[Saved data entries]
┄┄┄┄┄┄┄┄┄┄┄┄┄┄┄┄┄┄┄┄

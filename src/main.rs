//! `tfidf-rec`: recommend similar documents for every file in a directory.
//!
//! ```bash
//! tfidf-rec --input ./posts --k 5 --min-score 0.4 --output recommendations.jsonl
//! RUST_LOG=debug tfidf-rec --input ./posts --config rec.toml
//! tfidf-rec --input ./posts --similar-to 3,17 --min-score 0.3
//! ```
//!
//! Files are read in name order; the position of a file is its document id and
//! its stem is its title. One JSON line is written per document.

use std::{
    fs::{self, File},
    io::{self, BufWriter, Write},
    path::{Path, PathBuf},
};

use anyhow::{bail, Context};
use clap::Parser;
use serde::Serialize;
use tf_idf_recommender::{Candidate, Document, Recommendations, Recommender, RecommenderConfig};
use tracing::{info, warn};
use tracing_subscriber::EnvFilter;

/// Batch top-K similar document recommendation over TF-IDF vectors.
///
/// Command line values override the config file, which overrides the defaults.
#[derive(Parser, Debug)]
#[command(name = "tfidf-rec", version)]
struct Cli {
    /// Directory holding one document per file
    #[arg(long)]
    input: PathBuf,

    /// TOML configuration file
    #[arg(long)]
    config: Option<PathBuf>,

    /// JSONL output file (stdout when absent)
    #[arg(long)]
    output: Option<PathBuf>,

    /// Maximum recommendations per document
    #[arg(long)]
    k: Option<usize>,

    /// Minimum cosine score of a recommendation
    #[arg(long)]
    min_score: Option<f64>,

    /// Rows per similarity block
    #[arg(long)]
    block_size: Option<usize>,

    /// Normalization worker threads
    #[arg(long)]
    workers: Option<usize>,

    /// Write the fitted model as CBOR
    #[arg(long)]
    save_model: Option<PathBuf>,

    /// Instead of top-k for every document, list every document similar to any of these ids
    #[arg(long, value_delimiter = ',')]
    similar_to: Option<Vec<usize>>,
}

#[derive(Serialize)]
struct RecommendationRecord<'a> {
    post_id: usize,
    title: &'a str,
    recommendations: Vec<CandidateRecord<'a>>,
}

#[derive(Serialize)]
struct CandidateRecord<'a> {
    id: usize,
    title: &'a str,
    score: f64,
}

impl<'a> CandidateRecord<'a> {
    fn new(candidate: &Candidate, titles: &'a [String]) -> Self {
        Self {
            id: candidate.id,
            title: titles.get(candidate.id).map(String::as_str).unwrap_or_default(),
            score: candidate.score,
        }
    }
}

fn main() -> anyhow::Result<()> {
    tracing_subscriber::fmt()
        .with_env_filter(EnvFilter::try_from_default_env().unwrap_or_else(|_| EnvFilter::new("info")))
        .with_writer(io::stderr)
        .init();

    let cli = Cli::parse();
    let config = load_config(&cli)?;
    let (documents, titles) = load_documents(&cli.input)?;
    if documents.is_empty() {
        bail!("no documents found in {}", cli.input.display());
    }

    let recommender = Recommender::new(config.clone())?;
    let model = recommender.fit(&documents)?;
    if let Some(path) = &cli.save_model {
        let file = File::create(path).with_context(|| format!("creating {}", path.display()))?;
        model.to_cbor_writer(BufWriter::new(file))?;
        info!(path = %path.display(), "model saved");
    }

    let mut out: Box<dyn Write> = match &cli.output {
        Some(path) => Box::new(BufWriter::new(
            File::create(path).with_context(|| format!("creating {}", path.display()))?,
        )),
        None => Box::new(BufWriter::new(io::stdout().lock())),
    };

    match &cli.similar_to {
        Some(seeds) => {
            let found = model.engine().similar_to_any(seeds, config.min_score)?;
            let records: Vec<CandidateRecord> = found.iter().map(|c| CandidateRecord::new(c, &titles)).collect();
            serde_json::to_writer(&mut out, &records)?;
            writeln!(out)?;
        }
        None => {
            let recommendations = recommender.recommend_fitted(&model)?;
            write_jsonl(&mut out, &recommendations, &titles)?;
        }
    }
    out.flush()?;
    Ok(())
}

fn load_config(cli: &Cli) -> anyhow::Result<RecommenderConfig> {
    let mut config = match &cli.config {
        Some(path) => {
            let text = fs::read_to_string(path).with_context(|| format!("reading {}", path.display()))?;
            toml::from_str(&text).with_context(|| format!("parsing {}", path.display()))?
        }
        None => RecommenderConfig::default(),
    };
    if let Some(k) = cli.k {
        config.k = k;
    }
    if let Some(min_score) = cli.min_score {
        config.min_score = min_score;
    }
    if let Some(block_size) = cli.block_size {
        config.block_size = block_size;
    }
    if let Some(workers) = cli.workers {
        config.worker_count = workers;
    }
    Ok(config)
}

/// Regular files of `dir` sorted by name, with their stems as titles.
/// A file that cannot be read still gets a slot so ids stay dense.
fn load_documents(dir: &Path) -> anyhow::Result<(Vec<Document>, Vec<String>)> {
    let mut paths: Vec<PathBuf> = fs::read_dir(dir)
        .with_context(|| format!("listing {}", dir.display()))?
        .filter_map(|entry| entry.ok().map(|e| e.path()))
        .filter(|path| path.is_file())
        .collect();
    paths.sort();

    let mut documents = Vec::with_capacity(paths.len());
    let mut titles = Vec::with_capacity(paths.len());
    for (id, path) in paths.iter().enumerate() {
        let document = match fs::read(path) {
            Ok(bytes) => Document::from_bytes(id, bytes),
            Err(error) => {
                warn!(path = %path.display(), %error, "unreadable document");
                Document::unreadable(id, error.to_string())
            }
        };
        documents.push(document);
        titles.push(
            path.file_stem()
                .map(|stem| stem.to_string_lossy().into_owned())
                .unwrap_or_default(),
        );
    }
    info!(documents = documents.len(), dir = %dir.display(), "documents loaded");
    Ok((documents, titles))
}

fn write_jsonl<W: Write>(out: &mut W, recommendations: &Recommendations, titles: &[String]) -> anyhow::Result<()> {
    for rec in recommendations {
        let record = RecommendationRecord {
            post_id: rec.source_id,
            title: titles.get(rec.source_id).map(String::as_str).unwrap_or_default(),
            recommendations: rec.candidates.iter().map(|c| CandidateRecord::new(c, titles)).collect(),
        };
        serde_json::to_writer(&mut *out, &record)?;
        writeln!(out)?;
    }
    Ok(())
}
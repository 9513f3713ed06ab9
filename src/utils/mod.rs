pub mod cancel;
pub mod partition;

┄┄┄┄┄┄┄┄┄┄┄┄┄┄┄┄┄┄┄┄

## Work request:
With nothing added or dropped, write out every entry.

## Worked solution:
filename src/main.rs
//! `tfidf-rec`: recommend similar documents for every file in a directory.
//!
//! ```bash
//! tfidf-rec --input ./posts --k 5 --min-score 0.4 --output recommendations.jsonl
//! RUST_LOG=debug tfidf-rec --input ./posts --config rec.toml
//! tfidf-rec --input ./posts --similar-to 3,17 --min-score 0.3
//! ```
//!
//! Files are read in name order; the position of a file is its document id and
//! its stem is its title. One JSON line is written per document.

use std::{
    fs::{self, File},
    io::{self, BufWriter, Write},
    path::{Path, PathBuf},
};

use anyhow::{bail, Context};
use clap::Parser;
use serde::Serialize;
use tf_idf_recommender::{Candidate, Document, Recommendations, Recommender, RecommenderConfig};
use tracing::{info, warn};
use tracing_subscriber::EnvFilter;

/// Batch top-K similar document recommendation over TF-IDF vectors.
///
/// Command line values override the config file, which overrides the defaults.
#[derive(Parser, Debug)]
#[command(name = "tfidf-rec", version)]
struct Cli {
    /// Directory holding one document per file
    #[arg(long)]
    input: PathBuf,

    /// TOML configuration file
    #[arg(long)]
    config: Option<PathBuf>,

    /// JSONL output file (stdout when absent)
    #[arg(long)]
    output: Option<PathBuf>,

    /// Maximum recommendations per document
    #[arg(long)]
    k: Option<usize>,

    /// Minimum cosine score of a recommendation
    #[arg(long)]
    min_score: Option<f64>,

    /// Rows per similarity block
    #[arg(long)]
    block_size: Option<usize>,

    /// Normalization worker threads
    #[arg(long)]
    workers: Option<usize>,

    /// Write the fitted model as CBOR
    #[arg(long)]
    save_model: Option<PathBuf>,

    /// Instead of top-k for every document, list every document similar to any of these ids
    #[arg(long, value_delimiter = ',')]
    similar_to: Option<Vec<usize>>,
}

#[derive(Serialize)]
struct RecommendationRecord<'a> {
    post_id: usize,
    title: &'a str,
    recommendations: Vec<CandidateRecord<'a>>,
}

#[derive(Serialize)]
struct CandidateRecord<'a> {
    id: usize,
    title: &'a str,
    score: f64,
}

impl<'a> CandidateRecord<'a> {
    fn new(candidate: &Candidate, titles: &'a [String]) -> Self {
        Self {
            id: candidate.id,
            title: titles.get(candidate.id).map(String::as_str).unwrap_or_default(),
            score: candidate.score,
        }
    }
}

fn main() -> anyhow::Result<()> {
    tracing_subscriber::fmt()
        .with_env_filter(EnvFilter::try_from_default_env().unwrap_or_else(|_| EnvFilter::new("info")))
        .with_writer(io::stderr)
        .init();

    let cli = Cli::parse();
    let config = load_config(&cli)?;
    let (documents, titles) = load_documents(&cli.input)?;
    if documents.is_empty() {
        bail!("no documents found in {}", cli.input.display());
    }

    let recommender = Recommender::new(config.clone())?;
    let model = recommender.fit(&documents)?;
    if let Some(path) = &cli.save_model {
        let file = File::create(path).with_context(|| format!("creating {}", path.display()))?;
        model.to_cbor_writer(BufWriter::new(file))?;
        info!(path = %path.display(), "model saved");
    }

    let mut out: Box<dyn Write> = match &cli.output {
        Some(path) => Box::new(BufWriter::new(
            File::create(path).with_context(|| format!("creating {}", path.display()))?,
        )),
        None => Box::new(BufWriter::new(io::stdout().lock())),
    };

    match &cli.similar_to {
        Some(seeds) => {
            let found = model.engine().similar_to_any(seeds, config.min_score)?;
            let records: Vec<CandidateRecord> = found.iter().map(|c| CandidateRecord::new(c, &titles)).collect();
            serde_json::to_writer(&mut out, &records)?;
            writeln!(out)?;
        }
        None => {
            let recommendations = recommender.recommend_fitted(&model)?;
            write_jsonl(&mut out, &recommendations, &titles)?;
        }
    }
    out.flush()?;
    Ok(())
}

fn load_config(cli: &Cli) -> anyhow::Result<RecommenderConfig> {
    let mut config = match &cli.config {
        Some(path) => {
            let text = fs::read_to_string(path).with_context(|| format!("reading {}", path.display()))?;
            toml::from_str(&text).with_context(|| format!("parsing {}", path.display()))?
        }
        None => RecommenderConfig::default(),
    };
    if let Some(k) = cli.k {
        config.k = k;
    }
    if let Some(min_score) = cli.min_score {
        config.min_score = min_score;
    }
    if let Some(block_size) = cli.block_size {
        config.block_size = block_size;
    }
    if let Some(workers) = cli.workers {
        config.worker_count = workers;
    }
    Ok(config)
}

/// Regular files of `dir` sorted by name, with their stems as titles.
/// A file that cannot be read still gets a slot so ids stay dense.
fn load_documents(dir: &Path) -> anyhow::Result<(Vec<Document>, Vec<String>)> {
    let mut paths: Vec<PathBuf> = fs::read_dir(dir)
        .with_context(|| format!("listing {}", dir.display()))?
        .filter_map(|entry| entry.ok().map(|e| e.path()))
        .filter(|path| path.is_file())
        .collect();
    paths.sort();

    let mut documents = Vec::with_capacity(paths.len());
    let mut titles = Vec::with_capacity(paths.len());
    for (id, path) in paths.iter().enumerate() {
        let document = match fs::read(path) {
            Ok(bytes) => Document::from_bytes(id, bytes),
            Err(error) => {
                warn!(path = %path.display(), %error, "unreadable document");
                Document::unreadable(id, error.to_string())
            }
        };
        documents.push(document);
        titles.push(
            path.file_stem()
                .map(|stem| stem.to_string_lossy().into_owned())
                .unwrap_or_default(),
        );
    }
    info!(documents = documents.len(), dir = %dir.display(), "documents loaded");
    Ok((documents, titles))
}

fn write_jsonl<W: Write>(out: &mut W, recommendations: &Recommendations, titles: &[String]) -> anyhow::Result<()> {
    for rec in recommendations {
        let record = RecommendationRecord {
            post_id: rec.source_id,
            title: titles.get(rec.source_id).map(String::as_str).unwrap_or_default(),
            recommendations: rec.candidates.iter().map(|c| CandidateRecord::new(c, titles)).collect(),
        };
        serde_json::to_writer(&mut *out, &record)?;
        writeln!(out)?;
    }
    Ok(())
}
repository 9513f3713ed06ab9
filename src/utils/mod.rs
pub mod cancel;
pub mod partition;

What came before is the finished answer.